* **What to do**: Produce an exact copy of all the records.

* **Dataset content**:

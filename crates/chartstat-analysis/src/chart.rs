//! Summary values shared by several charts, and per-chart failure isolation.

use std::{collections::BTreeMap, fmt::Display};

use chartstat_stats::{
    StatsError,
    correlation::{self, CorrelationStrength},
    descriptive,
    regression::{self, LinearFit},
};
use serde::{Deserialize, Serialize};

use crate::config::ReportConfig;

/// A chart whose aggregation failed and was left out of the report.
#[derive(Debug, Clone, PartialEq, Serialize, Deserialize)]
pub struct SkippedChart {
    pub chart: String,
    pub reason: String,
}

/// Runs chart builders, keeping going after a failure.
#[derive(Debug, Default)]
pub(crate) struct ChartCollector {
    skipped: Vec<SkippedChart>,
}

impl ChartCollector {
    pub(crate) fn build<T, F>(&mut self, chart: impl Display, build: F) -> Option<T>
    where
        F: FnOnce() -> Result<T, StatsError>,
    {
        match build() {
            Ok(value) => Some(value),
            Err(err) => {
                self.skipped.push(SkippedChart {
                    chart: chart.to_string(),
                    reason: err.to_string(),
                });
                None
            }
        }
    }

    pub(crate) fn finish(self) -> Vec<SkippedChart> {
        self.skipped
    }
}

/// One slice of a pie chart.
#[derive(Debug, Clone, PartialEq, Serialize, Deserialize)]
pub struct PieSlice {
    pub label: String,
    pub value: f64,
    /// Share of the total in percent, 0 when the total is 0.
    pub percentage: f64,
}

pub(crate) fn pie_slices<K>(totals: BTreeMap<K, f64>) -> Vec<PieSlice>
where
    K: Display,
{
    let total = totals.values().sum::<f64>();
    totals
        .into_iter()
        .map(|(label, value)| PieSlice {
            label: label.to_string(),
            value,
            percentage: if total == 0.0 {
                0.0
            } else {
                value / total * 100.0
            },
        })
        .collect()
}

/// A fitted regression line over a scatter of points.
#[derive(Debug, Clone, PartialEq, Serialize, Deserialize)]
pub struct ScatterFit {
    pub point_count: usize,
    pub fit: LinearFit,
    /// Line endpoints over the x-range of the points, absent without points.
    pub line: Option<((f64, f64), (f64, f64))>,
}

impl ScatterFit {
    pub(crate) fn build<T, X, Y>(
        config: &ReportConfig,
        data: &[T],
        x: X,
        y: Y,
    ) -> Result<Self, StatsError>
    where
        X: Fn(&T) -> f64 + Copy,
        Y: Fn(&T) -> f64,
    {
        let fit = if config.strict {
            regression::try_linear_regression(data, x, y)?
        } else {
            regression::linear_regression(data, x, y)
        };
        let line = descriptive::extent(data.iter().map(x)).map(|e| fit.line_over(e));
        Ok(Self {
            point_count: data.len(),
            fit,
            line,
        })
    }
}

/// Correlation between two named fields.
#[derive(Debug, Clone, PartialEq, Serialize, Deserialize)]
pub struct CorrelationFinding {
    pub x: String,
    pub y: String,
    pub coefficient: f64,
    pub strength: CorrelationStrength,
}

impl CorrelationFinding {
    pub(crate) fn build<T, X, Y>(
        config: &ReportConfig,
        data: &[T],
        x_name: &str,
        x: X,
        y_name: &str,
        y: Y,
    ) -> Result<Self, StatsError>
    where
        X: Fn(&T) -> f64,
        Y: Fn(&T) -> f64,
    {
        let coefficient = if config.strict {
            correlation::try_pearson(data, x, y)?
        } else {
            correlation::pearson(data, x, y)
        };
        Ok(Self {
            x: x_name.to_owned(),
            y: y_name.to_owned(),
            coefficient,
            strength: CorrelationStrength::classify(coefficient),
        })
    }
}

impl Display for CorrelationFinding {
    fn fmt(&self, f: &mut std::fmt::Formatter<'_>) -> std::fmt::Result {
        write!(
            f,
            "{} between {} and {} (r = {:.4})",
            self.strength, self.x, self.y, self.coefficient
        )
    }
}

* **Result for this task**:
filename crates/chartstat-analysis/src/chart.rs
//! Summary values shared by several charts, and per-chart failure isolation.

use std::{collections::BTreeMap, fmt::Display};

use chartstat_stats::{
    StatsError,
    correlation::{self, CorrelationStrength},
    descriptive,
    regression::{self, LinearFit},
};
use serde::{Deserialize, Serialize};

use crate::config::ReportConfig;

/// A chart whose aggregation failed and was left out of the report.
#[derive(Debug, Clone, PartialEq, Serialize, Deserialize)]
pub struct SkippedChart {
    pub chart: String,
    pub reason: String,
}

/// Runs chart builders, keeping going after a failure.
#[derive(Debug, Default)]
pub(crate) struct ChartCollector {
    skipped: Vec<SkippedChart>,
}

impl ChartCollector {
    pub(crate) fn build<T, F>(&mut self, chart: impl Display, build: F) -> Option<T>
    where
        F: FnOnce() -> Result<T, StatsError>,
    {
        match build() {
            Ok(value) => Some(value),
            Err(err) => {
                self.skipped.push(SkippedChart {
                    chart: chart.to_string(),
                    reason: err.to_string(),
                });
                None
            }
        }
    }

    pub(crate) fn finish(self) -> Vec<SkippedChart> {
        self.skipped
    }
}

/// One slice of a pie chart.
#[derive(Debug, Clone, PartialEq, Serialize, Deserialize)]
pub struct PieSlice {
    pub label: String,
    pub value: f64,
    /// Share of the total in percent, 0 when the total is 0.
    pub percentage: f64,
}

pub(crate) fn pie_slices<K>(totals: BTreeMap<K, f64>) -> Vec<PieSlice>
where
    K: Display,
{
    let total = totals.values().sum::<f64>();
    totals
        .into_iter()
        .map(|(label, value)| PieSlice {
            label: label.to_string(),
            value,
            percentage: if total == 0.0 {
                0.0
            } else {
                value / total * 100.0
            },
        })
        .collect()
}

/// A fitted regression line over a scatter of points.
#[derive(Debug, Clone, PartialEq, Serialize, Deserialize)]
pub struct ScatterFit {
    pub point_count: usize,
    pub fit: LinearFit,
    /// Line endpoints over the x-range of the points, absent without points.
    pub line: Option<((f64, f64), (f64, f64))>,
}

impl ScatterFit {
    pub(crate) fn build<T, X, Y>(
        config: &ReportConfig,
        data: &[T],
        x: X,
        y: Y,
    ) -> Result<Self, StatsError>
    where
        X: Fn(&T) -> f64 + Copy,
        Y: Fn(&T) -> f64,
    {
        let fit = if config.strict {
            regression::try_linear_regression(data, x, y)?
        } else {
            regression::linear_regression(data, x, y)
        };
        let line = descriptive::extent(data.iter().map(x)).map(|e| fit.line_over(e));
        Ok(Self {
            point_count: data.len(),
            fit,
            line,
        })
    }
}

/// Correlation between two named fields.
#[derive(Debug, Clone, PartialEq, Serialize, Deserialize)]
pub struct CorrelationFinding {
    pub x: String,
    pub y: String,
    pub coefficient: f64,
    pub strength: CorrelationStrength,
}

impl CorrelationFinding {
    pub(crate) fn build<T, X, Y>(
        config: &ReportConfig,
        data: &[T],
        x_name: &str,
        x: X,
        y_name: &str,
        y: Y,
    ) -> Result<Self, StatsError>
    where
        X: Fn(&T) -> f64,
        Y: Fn(&T) -> f64,
    {
        let coefficient = if config.strict {
            correlation::try_pearson(data, x, y)?
        } else {
            correlation::pearson(data, x, y)
        };
        Ok(Self {
            x: x_name.to_owned(),
            y: y_name.to_owned(),
            coefficient,
            strength: CorrelationStrength::classify(coefficient),
        })
    }
}

impl Display for CorrelationFinding {
    fn fmt(&self, f: &mut std::fmt::Formatter<'_>) -> std::fmt::Result {
        write!(
            f,
            "{} between {} and {} (r = {:.4})",
            self.strength, self.x, self.y, self.coefficient
        )
    }
}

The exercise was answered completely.